Orestes was then an adventurer pure and simple, but in sending him with the Barbarian Edecon, we see the system of Attila in his blackmail of the Empire. The employment of a Roman provincial was a check upon the Barbarian envoy. A bitter jealousy subsisted between them, each spied on the other, and thus Attila was well served. The fact that the Hun was able to command the services of such as Orestes is a sufficient comment upon the condition of the frontier provinces.
It was these two jealous envoys that, in the early months of 449, appeared in Constantinople bringing, of course, new demands. Their mission, indeed, was the most insolent that Attila had so far dared to send. It demanded three main things; first, that all the country to the south of the Danube as far as Naissus should be regarded as a part of the Hunnish Empire; second, that in future Theodosius should send to the Hunnish court only the most illustrious ambassadors, but if this were done Attila for his part would consent to meet them on the frontier at Sardica; third, that the refugees should be delivered up. This last demand was a repetition of many that had gone before it. As before Attila threatened if his requests were not granted he would make war.

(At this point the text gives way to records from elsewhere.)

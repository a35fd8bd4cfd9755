//! # tradepost-shared
//!
//! Types shared between the store and the server: user references, message
//! bodies, the resolved message shape sent to clients, and the real-time
//! event protocol.

pub mod constants;
pub mod error;
pub mod protocol;
pub mod types;

pub use error::ProtocolError;
pub use types::*;
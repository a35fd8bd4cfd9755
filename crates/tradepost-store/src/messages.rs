//! Direct and channel message persistence.

use rusqlite::{params, Connection, OptionalExtension};
use uuid::Uuid;

use tradepost_shared::{MessageBody, MessageType, ProtocolError, ResolvedMessage, UserRef};

use crate::database::{
    format_timestamp, parse_timestamp, parse_uuid, read_optional_user_ref, read_user_ref, Database,
};
use crate::error::{Result, StoreError};
use crate::models::Message;
use crate::users::read_summary;

const MESSAGE_COLUMNS: &str = "m.id, m.sender_kind, m.sender_id, m.recipient_kind, \
     m.recipient_id, m.message_type, m.content, m.file_url, m.timestamp";

/// Message columns followed by the sender's and recipient's summary columns.
pub(crate) const RESOLVED_SELECT: &str = "SELECT m.id, m.message_type, m.content, m.file_url, m.timestamp, \
        s.kind, s.id, s.email, s.first_name, s.last_name, s.company_name, \
        r.kind, r.id, r.email, r.first_name, r.last_name, r.company_name \
     FROM messages m \
     JOIN users s ON s.kind = m.sender_kind AND s.id = m.sender_id \
     LEFT JOIN users r ON r.kind = m.recipient_kind AND r.id = m.recipient_id";

impl Database {
    // ------------------------------------------------------------------
    // Create
    // ------------------------------------------------------------------

    /// Persist a direct message and return it with display fields resolved.
    ///
    /// Fails with `Validation` if the field required by `message_type` is
    /// missing and with `NotFound` if either user is unknown. Nothing is
    /// written on failure.
    pub fn create_direct_message(
        &self,
        sender: UserRef,
        recipient: UserRef,
        message_type: MessageType,
        content: Option<String>,
        file_url: Option<String>,
    ) -> Result<ResolvedMessage> {
        let body = validate_body(message_type, content, file_url)?;
        self.require_user(sender)?;
        self.require_user(recipient)?;

        let id = insert_message(self.conn(), self, sender, Some(recipient), &body)?;

        tracing::debug!(message_id = %id, %sender, %recipient, "stored direct message");
        self.resolved_or_integrity(id)
    }

    /// Persist a message that belongs to a channel (recipient is NULL).
    ///
    /// This does not link the message to any channel; see
    /// [`Database::post_channel_message`] for the combined operation.
    pub fn create_channel_message(
        &self,
        sender: UserRef,
        message_type: MessageType,
        content: Option<String>,
        file_url: Option<String>,
    ) -> Result<ResolvedMessage> {
        let body = validate_body(message_type, content, file_url)?;
        self.require_user(sender)?;

        let id = insert_message(self.conn(), self, sender, None, &body)?;
        self.resolved_or_integrity(id)
    }

    // ------------------------------------------------------------------
    // Read
    // ------------------------------------------------------------------

    /// All direct messages between `a` and `b` in either direction, oldest
    /// first. Symmetric in its arguments.
    pub fn find_conversation(&self, a: UserRef, b: UserRef) -> Result<Vec<Message>> {
        let mut stmt = self.conn().prepare(&format!(
            "SELECT {MESSAGE_COLUMNS}
             FROM messages m
             WHERE (m.sender_kind = ?1 AND m.sender_id = ?2
                    AND m.recipient_kind = ?3 AND m.recipient_id = ?4)
                OR (m.sender_kind = ?3 AND m.sender_id = ?4
                    AND m.recipient_kind = ?1 AND m.recipient_id = ?2)
             ORDER BY m.timestamp ASC, m.seq ASC"
        ))?;

        let rows = stmt.query_map(
            params![
                a.kind.as_str(),
                a.id.to_string(),
                b.kind.as_str(),
                b.id.to_string()
            ],
            row_to_message,
        )?;

        let mut messages = Vec::new();
        for row in rows {
            messages.push(row?);
        }
        Ok(messages)
    }

    /// A single message without display fields.
    pub fn get_message(&self, id: Uuid) -> Result<Message> {
        self.conn()
            .query_row(
                &format!("SELECT {MESSAGE_COLUMNS} FROM messages m WHERE m.id = ?1"),
                params![id.to_string()],
                row_to_message,
            )
            .optional()?
            .ok_or_else(|| StoreError::not_found(format!("message {id}")))
    }

    /// A single message with sender and recipient resolved.
    pub fn find_message(&self, id: Uuid) -> Result<Option<ResolvedMessage>> {
        Ok(self
            .conn()
            .query_row(
                &format!("{RESOLVED_SELECT} WHERE m.id = ?1"),
                params![id.to_string()],
                row_to_resolved,
            )
            .optional()?)
    }

    pub(crate) fn resolved_or_integrity(&self, id: Uuid) -> Result<ResolvedMessage> {
        self.find_message(id)?
            .ok_or_else(|| StoreError::Integrity(format!("message {id} vanished after insert")))
    }
}

// ---------------------------------------------------------------------------
// Helpers
// ---------------------------------------------------------------------------

pub(crate) fn validate_body(
    message_type: MessageType,
    content: Option<String>,
    file_url: Option<String>,
) -> Result<MessageBody> {
    MessageBody::from_parts(message_type, content, file_url)
        .map_err(|e| StoreError::Validation(e.to_string()))
}

/// Insert one message row through `conn`, which may be an open transaction.
/// Id and timestamp are assigned here.
pub(crate) fn insert_message(
    conn: &Connection,
    db: &Database,
    sender: UserRef,
    recipient: Option<UserRef>,
    body: &MessageBody,
) -> Result<Uuid> {
    let id = Uuid::now_v7();
    let timestamp = db.next_timestamp();

    conn.execute(
        "INSERT INTO messages (id, sender_kind, sender_id, recipient_kind, recipient_id,
                               message_type, content, file_url, timestamp)
         VALUES (?1, ?2, ?3, ?4, ?5, ?6, ?7, ?8, ?9)",
        params![
            id.to_string(),
            sender.kind.as_str(),
            sender.id.to_string(),
            recipient.map(|r| r.kind.as_str()),
            recipient.map(|r| r.id.to_string()),
            body.message_type().as_str(),
            body.content(),
            body.file_url(),
            format_timestamp(&timestamp),
        ],
    )?;
    Ok(id)
}

fn read_body(row: &rusqlite::Row<'_>, idx: usize) -> rusqlite::Result<MessageBody> {
    let message_type: String = row.get(idx)?;
    let content: Option<String> = row.get(idx + 1)?;
    let file_url: Option<String> = row.get(idx + 2)?;

    let conversion = |e: ProtocolError| {
        rusqlite::Error::FromSqlConversionFailure(idx, rusqlite::types::Type::Text, Box::new(e))
    };
    let message_type: MessageType = message_type.parse().map_err(conversion)?;
    MessageBody::from_parts(message_type, content, file_url).map_err(conversion)
}

fn row_to_message(row: &rusqlite::Row<'_>) -> rusqlite::Result<Message> {
    let id: String = row.get(0)?;
    let ts: String = row.get(8)?;

    Ok(Message {
        id: parse_uuid(0, &id)?,
        sender: read_user_ref(row, 1)?,
        recipient: read_optional_user_ref(row, 3)?,
        body: read_body(row, 5)?,
        timestamp: parse_timestamp(8, &ts)?,
    })
}

/// Map a row selected with [`RESOLVED_SELECT`].
pub(crate) fn row_to_resolved(row: &rusqlite::Row<'_>) -> rusqlite::Result<ResolvedMessage> {
    let id: String = row.get(0)?;
    let ts: String = row.get(4)?;

    let sender = read_summary(row, 5)?.ok_or_else(|| {
        rusqlite::Error::InvalidColumnType(5, "sender kind".into(), rusqlite::types::Type::Null)
    })?;

    Ok(ResolvedMessage {
        id: parse_uuid(0, &id)?,
        sender,
        recipient: read_summary(row, 11)?,
        body: read_body(row, 1)?,
        timestamp: parse_timestamp(4, &ts)?,
    })
}
use serde::{Deserialize, Serialize};
use uuid::Uuid;

use crate::constants::{
    EVENT_ERROR, EVENT_RECEIVE_CHANNEL_MESSAGE, EVENT_RECEIVE_MESSAGE,
    EVENT_SEND_CHANNEL_MESSAGE, EVENT_SEND_MESSAGE,
};
use crate::error::ProtocolError;
use crate::types::{ChannelMessage, MessageType, ResolvedMessage, UserRef};

/// Events a client sends over its real-time connection.
///
/// Frames are JSON objects of the form `{"event": <name>, "data": <payload>}`.
#[derive(Debug, Clone, Serialize, Deserialize, PartialEq, Eq)]
#[serde(tag = "event", content = "data")]
pub enum ClientEvent {
    /// A direct message to a single user.
    #[serde(rename = "sendMessage")]
    SendMessage(SendMessage),

    /// A message to every member of a channel.
    #[serde(rename = "send-channel-message", alias = "sendChannelMessage")]
    SendChannelMessage(SendChannelMessage),
}

impl ClientEvent {
    pub fn decode(frame: &str) -> Result<Self, ProtocolError> {
        Ok(serde_json::from_str(frame)?)
    }

    /// Wire name of the event.
    pub fn name(&self) -> &'static str {
        match self {
            ClientEvent::SendMessage(_) => EVENT_SEND_MESSAGE,
            ClientEvent::SendChannelMessage(_) => EVENT_SEND_CHANNEL_MESSAGE,
        }
    }
}

/// Direct message payload. Field presence is validated by the message store,
/// not at decode time.
#[derive(Debug, Clone, Serialize, Deserialize, PartialEq, Eq)]
#[serde(rename_all = "camelCase")]
pub struct SendMessage {
    /// If present, must match the identity the connection was opened with.
    #[serde(default)]
    pub sender: Option<UserRef>,
    pub recipient: UserRef,
    pub message_type: MessageType,
    #[serde(default)]
    pub content: Option<String>,
    #[serde(default)]
    pub file_url: Option<String>,
}

#[derive(Debug, Clone, Serialize, Deserialize, PartialEq, Eq)]
#[serde(rename_all = "camelCase")]
pub struct SendChannelMessage {
    pub channel_id: Uuid,
    #[serde(default)]
    pub sender: Option<UserRef>,
    pub message_type: MessageType,
    #[serde(default)]
    pub content: Option<String>,
    #[serde(default)]
    pub file_url: Option<String>,
}

/// Events the server pushes to a connection.
#[derive(Debug, Clone, Serialize, Deserialize, PartialEq, Eq)]
#[serde(tag = "event", content = "data")]
pub enum ServerEvent {
    #[serde(rename = "receiveMessage")]
    ReceiveMessage(ResolvedMessage),

    #[serde(rename = "receive-channel-message")]
    ReceiveChannelMessage(ChannelMessage),

    /// Sent only to the connection whose event was rejected.
    #[serde(rename = "error")]
    Error { message: String },
}

impl ServerEvent {
    pub fn error(message: impl Into<String>) -> Self {
        ServerEvent::Error {
            message: message.into(),
        }
    }

    pub fn encode(&self) -> Result<String, ProtocolError> {
        Ok(serde_json::to_string(self)?)
    }

    pub fn name(&self) -> &'static str {
        match self {
            ServerEvent::ReceiveMessage(_) => EVENT_RECEIVE_MESSAGE,
            ServerEvent::ReceiveChannelMessage(_) => EVENT_RECEIVE_CHANNEL_MESSAGE,
            ServerEvent::Error { .. } => EVENT_ERROR,
        }
    }
}

#[cfg(test)]
mod tests {
    use super::*;
    use crate::types::{MessageBody, UserKind, UserSummary};
    use chrono::Utc;

    fn resolved() -> ResolvedMessage {
        ResolvedMessage {
            id: Uuid::new_v4(),
            sender: UserSummary {
                kind: UserKind::Supplier,
                id: Uuid::new_v4(),
                email: "sales@example.com".into(),
                first_name: "Sam".into(),
                last_name: "Seller".into(),
                company_name: "Seller & Co".into(),
            },
            recipient: None,
            body: MessageBody::Text {
                content: "restocked".into(),
            },
            timestamp: Utc::now(),
        }
    }

    #[test]
    fn decode_send_message() {
        let recipient = Uuid::new_v4();
        let frame = format!(
            r#"{{"event":"sendMessage","data":{{"recipient":{{"kind":"supplier","id":"{recipient}"}},"messageType":"text","content":"hello"}}}}"#
        );

        let event = ClientEvent::decode(&frame).unwrap();
        let ClientEvent::SendMessage(msg) = event else {
            panic!("expected sendMessage");
        };
        assert_eq!(msg.recipient, UserRef::supplier(recipient));
        assert_eq!(msg.message_type, MessageType::Text);
        assert_eq!(msg.content.as_deref(), Some("hello"));
        assert!(msg.sender.is_none());
        assert!(msg.file_url.is_none());
    }

    #[test]
    fn decode_channel_message_under_both_names() {
        let channel_id = Uuid::new_v4();
        for name in [EVENT_SEND_CHANNEL_MESSAGE, "sendChannelMessage"] {
            let frame = format!(
                r#"{{"event":"{name}","data":{{"channelId":"{channel_id}","messageType":"file","fileUrl":"uploads/x.png"}}}}"#
            );
            match ClientEvent::decode(&frame).unwrap() {
                ClientEvent::SendChannelMessage(msg) => {
                    assert_eq!(msg.channel_id, channel_id);
                    assert_eq!(msg.file_url.as_deref(), Some("uploads/x.png"));
                }
                other => panic!("unexpected event {other:?}"),
            }
        }
    }

    #[test]
    fn event_names_match_constants() {
        let direct = ServerEvent::ReceiveMessage(resolved()).encode().unwrap();
        let value: serde_json::Value = serde_json::from_str(&direct).unwrap();
        assert_eq!(value["event"], EVENT_RECEIVE_MESSAGE);
        assert_eq!(value["data"]["content"], "restocked");
        assert_eq!(ServerEvent::ReceiveMessage(resolved()).name(), EVENT_RECEIVE_MESSAGE);

        let channel_id = Uuid::new_v4();
        let event = ServerEvent::ReceiveChannelMessage(ChannelMessage {
            message: resolved(),
            channel_id,
        });
        let value: serde_json::Value = serde_json::from_str(&event.encode().unwrap()).unwrap();
        assert_eq!(value["event"], event.name());
        assert_eq!(value["data"]["channelId"], channel_id.to_string());

        let outbound = ClientEvent::SendMessage(SendMessage {
            sender: None,
            recipient: UserRef::reseller(Uuid::new_v4()),
            message_type: MessageType::Text,
            content: Some("hi".into()),
            file_url: None,
        });
        let value = serde_json::to_value(&outbound).unwrap();
        assert_eq!(value["event"], EVENT_SEND_MESSAGE);
        assert_eq!(outbound.name(), EVENT_SEND_MESSAGE);
    }

    #[test]
    fn decode_rejects_unknown_event() {
        assert!(ClientEvent::decode(r#"{"event":"typing","data":{}}"#).is_err());
        assert!(ClientEvent::decode("not json").is_err());
    }

    #[test]
    fn encode_error_event() {
        let event = ServerEvent::error("nope");
        assert_eq!(event.name(), EVENT_ERROR);
        let json = event.encode().unwrap();
        let value: serde_json::Value = serde_json::from_str(&json).unwrap();
        assert_eq!(value["event"], EVENT_ERROR);
        assert_eq!(value["data"]["message"], "nope");
    }
}
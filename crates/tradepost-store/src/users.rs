//! The user directory: display fields for resellers and suppliers.
//!
//! Rows are written by the registration workflow (through the admin API) and
//! read here to validate references and resolve display fields.

use rusqlite::{params, OptionalExtension};

use tradepost_shared::{UserRef, UserSummary};

use crate::database::{format_timestamp, parse_kind, parse_timestamp, parse_uuid, Database};
use crate::error::{Result, StoreError};
use crate::models::UserProfile;

pub(crate) const PROFILE_COLUMNS: &str =
    "kind, id, email, first_name, last_name, company_name, created_at";

impl Database {
    /// Insert a profile, or refresh its display fields if it already exists.
    pub fn upsert_user(&self, user: &UserProfile) -> Result<()> {
        if user.email.trim().is_empty() {
            return Err(StoreError::Validation("email is required".into()));
        }

        self.conn().execute(
            "INSERT INTO users (kind, id, email, first_name, last_name, company_name, created_at)
             VALUES (?1, ?2, ?3, ?4, ?5, ?6, ?7)
             ON CONFLICT (kind, id) DO UPDATE SET
                 email = excluded.email,
                 first_name = excluded.first_name,
                 last_name = excluded.last_name,
                 company_name = excluded.company_name",
            params![
                user.kind.as_str(),
                user.id.to_string(),
                user.email,
                user.first_name,
                user.last_name,
                user.company_name,
                format_timestamp(&user.created_at),
            ],
        )?;
        Ok(())
    }

    pub fn get_user(&self, user: UserRef) -> Result<UserProfile> {
        self.conn()
            .query_row(
                &format!("SELECT {PROFILE_COLUMNS} FROM users WHERE kind = ?1 AND id = ?2"),
                params![user.kind.as_str(), user.id.to_string()],
                row_to_profile,
            )
            .optional()?
            .ok_or_else(|| StoreError::not_found(format!("user {user}")))
    }

    pub fn get_user_summary(&self, user: UserRef) -> Result<UserSummary> {
        Ok(self.get_user(user)?.summary())
    }

    pub fn user_exists(&self, user: UserRef) -> Result<bool> {
        let found: Option<i64> = self
            .conn()
            .query_row(
                "SELECT 1 FROM users WHERE kind = ?1 AND id = ?2",
                params![user.kind.as_str(), user.id.to_string()],
                |row| row.get(0),
            )
            .optional()?;
        Ok(found.is_some())
    }

    /// Fail with `NotFound` unless `user` is in the directory.
    pub(crate) fn require_user(&self, user: UserRef) -> Result<()> {
        if self.user_exists(user)? {
            Ok(())
        } else {
            Err(StoreError::not_found(format!("user {user}")))
        }
    }
}

/// Map a row selected with [`PROFILE_COLUMNS`] (starting at column 0).
pub(crate) fn row_to_profile(row: &rusqlite::Row<'_>) -> rusqlite::Result<UserProfile> {
    let kind: String = row.get(0)?;
    let id: String = row.get(1)?;
    let created_at: String = row.get(6)?;

    Ok(UserProfile {
        kind: parse_kind(0, &kind)?,
        id: parse_uuid(1, &id)?,
        email: row.get(2)?,
        first_name: row.get(3)?,
        last_name: row.get(4)?,
        company_name: row.get(5)?,
        created_at: parse_timestamp(6, &created_at)?,
    })
}

/// Map the six summary columns `kind, id, email, first_name, last_name,
/// company_name` starting at `idx`. Returns `None` when the kind is NULL,
/// which is how a LEFT JOIN miss shows up.
pub(crate) fn read_summary(
    row: &rusqlite::Row<'_>,
    idx: usize,
) -> rusqlite::Result<Option<UserSummary>> {
    let kind: Option<String> = row.get(idx)?;
    let Some(kind) = kind else {
        return Ok(None);
    };
    let id: String = row.get(idx + 1)?;

    Ok(Some(UserSummary {
        kind: parse_kind(idx, &kind)?,
        id: parse_uuid(idx + 1, &id)?,
        email: row.get(idx + 2)?,
        first_name: row.get(idx + 3)?,
        last_name: row.get(idx + 4)?,
        company_name: row.get(idx + 5)?,
    }))
}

The ambassadors Edecon and Orestes came to Constantinople where a “Roman” named Vigilas acted as their guide and interpreter, an indiscreet and vulgar fellow of whom we shall hear more presently. Received in audience by Theodosius in the famous palace on the Bosphorus, the ambassadors with the interpreter later visited the chief minister, the eunuch Chrysaphius. On their way they passed through the noble halls of Constantine decorated with gold and built of marble, the whole a vast palace, perhaps as great as the Vatican. Edecon, the Hun, was stupefied by so much splendour, he could not forbear to express his amazement; Vigilas was not slow to mark this naive astonishment nor to describe it to Chrysaphius, who presently proposed to put it to good use. Taking Edecon apart from Orestes as he talked he suggested to him that he also might enjoy such splendour if he would leave the Huns and enter the service of the Emperor. After all it was not more than Orestes had done. But Edecon answered that it would be despicable to leave one’s master without his consent. Chrysaphius then asked what position he held at the court of Attila, and if he was so much in the confidence of his master as to have access freely to him. To which Edecon answered that he approached him when he would, that he was indeed the chief of his captains and kept watch over his person by night. And when Chrysaphius heard this he was content and told Edecon that if he were capable of discretion he would show him a way to grow rich without trouble, but that he must speak with him more at leisure, which he would do presently if he would come and sup with him that evening alone without Orestes or any following. Already in the mind of the eunuch a plan was forming by which he hoped to rid the Empire once for all of the formidable Hun.